New Year’s Day, 1966 – As football fans clicked on their TVs to watch UCLA battle Michigan State in the Rose Bowl, little did they realize that actress Pam Austin would soon ask them to join a rebellion.
The Dodge Rebellion.
The all-new Charger launched with a clever advertising campaign that heralded Dodge’s performance makeover, “The Dodge Rebellion,” which enticed car buyers to ditch their dull rides and get behind the wheel of a sporty, modern Mopar.
So long before Bill Hickman, Bo & Luke, and Dominic Toretto drove their second-gen Chargers into fame, it was these 1966-67 models that carried the Dodge performance flag. (Though a first-gen was Obi-Wan’s ride of choice.)
The all-new Charger was Dodge’s corporate response to the burgeoning Pony and Muscle Car segments, which was ignited with the launch of cars like the Pontiac GTO, Ford Mustang, and Plymouth Barracuda back in 1964.

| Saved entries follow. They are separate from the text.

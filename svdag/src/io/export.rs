use std::fs::File;
use std::io::{BufWriter, Write};
use std::path::Path;

use byteorder::{NativeEndian, WriteBytesExt};

use crate::error::Result;
use crate::pool::NodePool;

use super::{HEADER_BYTES, NODE_BYTES};

/// Number of bytes `pool` occupies on disk.
pub fn serialized_size(pool: &NodePool) -> usize {
    HEADER_BYTES + pool.len() * NODE_BYTES
}

/// Writes the pool in the binary arena format.
pub fn write_pool<W: Write>(pool: &NodePool, writer: &mut W) -> Result<()> {
    writer.write_u64::<NativeEndian>(pool.len() as u64)?;
    for node in pool.nodes() {
        for &slot in node.children() {
            writer.write_i32::<NativeEndian>(slot)?;
        }
    }
    Ok(())
}

/// Serializes the pool into a fresh buffer.
pub fn to_bytes(pool: &NodePool) -> Vec<u8> {
    let mut bytes = Vec::with_capacity(serialized_size(pool));
    bytes.extend_from_slice(&(pool.len() as u64).to_ne_bytes());
    for node in pool.nodes() {
        for &slot in node.children() {
            bytes.extend_from_slice(&slot.to_ne_bytes());
        }
    }
    bytes
}

pub fn write_to_file<P: AsRef<Path>>(pool: &NodePool, path: P) -> Result<()> {
    let file = File::create(path)?;
    let mut writer = BufWriter::new(file);
    write_pool(pool, &mut writer)?;
    writer.flush()?;
    Ok(())
}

Dodge based the Charger on the larger B-Body Coronet intermediate, instead of an A-Body compact as Plymouth had done with the Valiant-derived Barracuda. Using the different chassis was probably a smart decision to avoid competition between Dodge and Plymouth, and allowed Dodge to position the Charger a bit upmarket.
But while the Charger was mechanically similar to the Coronet, it had a long, sweeping fastback roofline that created a sporty silhouette. A unique full-length grill and hidden headlights also added to the Charger’s performance look.
And to further cement its go-fast resume, you could only get a Charger with a V8. In fact, buyers could check the options sheet for either the 318, 361, 383, or—wait for it—the new 426 street Hemi.
Yup, you could get the soon-to-be-legendary 426 in the 1966 Charger, though it was a pretty rare option and only a few hundred left the factory with an Elephant.
The performance vibe carried over to the cockpit too. The 1966 Dodge Charger featured a special instrument cluster that didn’t have traditional incandescent lamps, but instead used electroluminescence to make the gauges glow a super-cool bluish green at night.
A full length center console bisected the entire interior, and the rear seats folded nearly flat to create a large cargo area behind the driver.
For 1967, the Charger carried on mostly unchanged. In addition to those aforementioned fender-mount turn signals, you could get it with a vinyl roof, and the interior ditched its prominent center console to free up space inside.
The Chrysler 440 engine also appeared on the options sheet. It slotted in above the 383, which eliminated the 361.
All told, while the First-Gen Charger didn’t replicate the success Ford enjoyed with the Mustang, it did sell well enough to justify a watershed redesign in 1968—and the Dodge Rebellion’s flagship would soon rumble into musclecar history.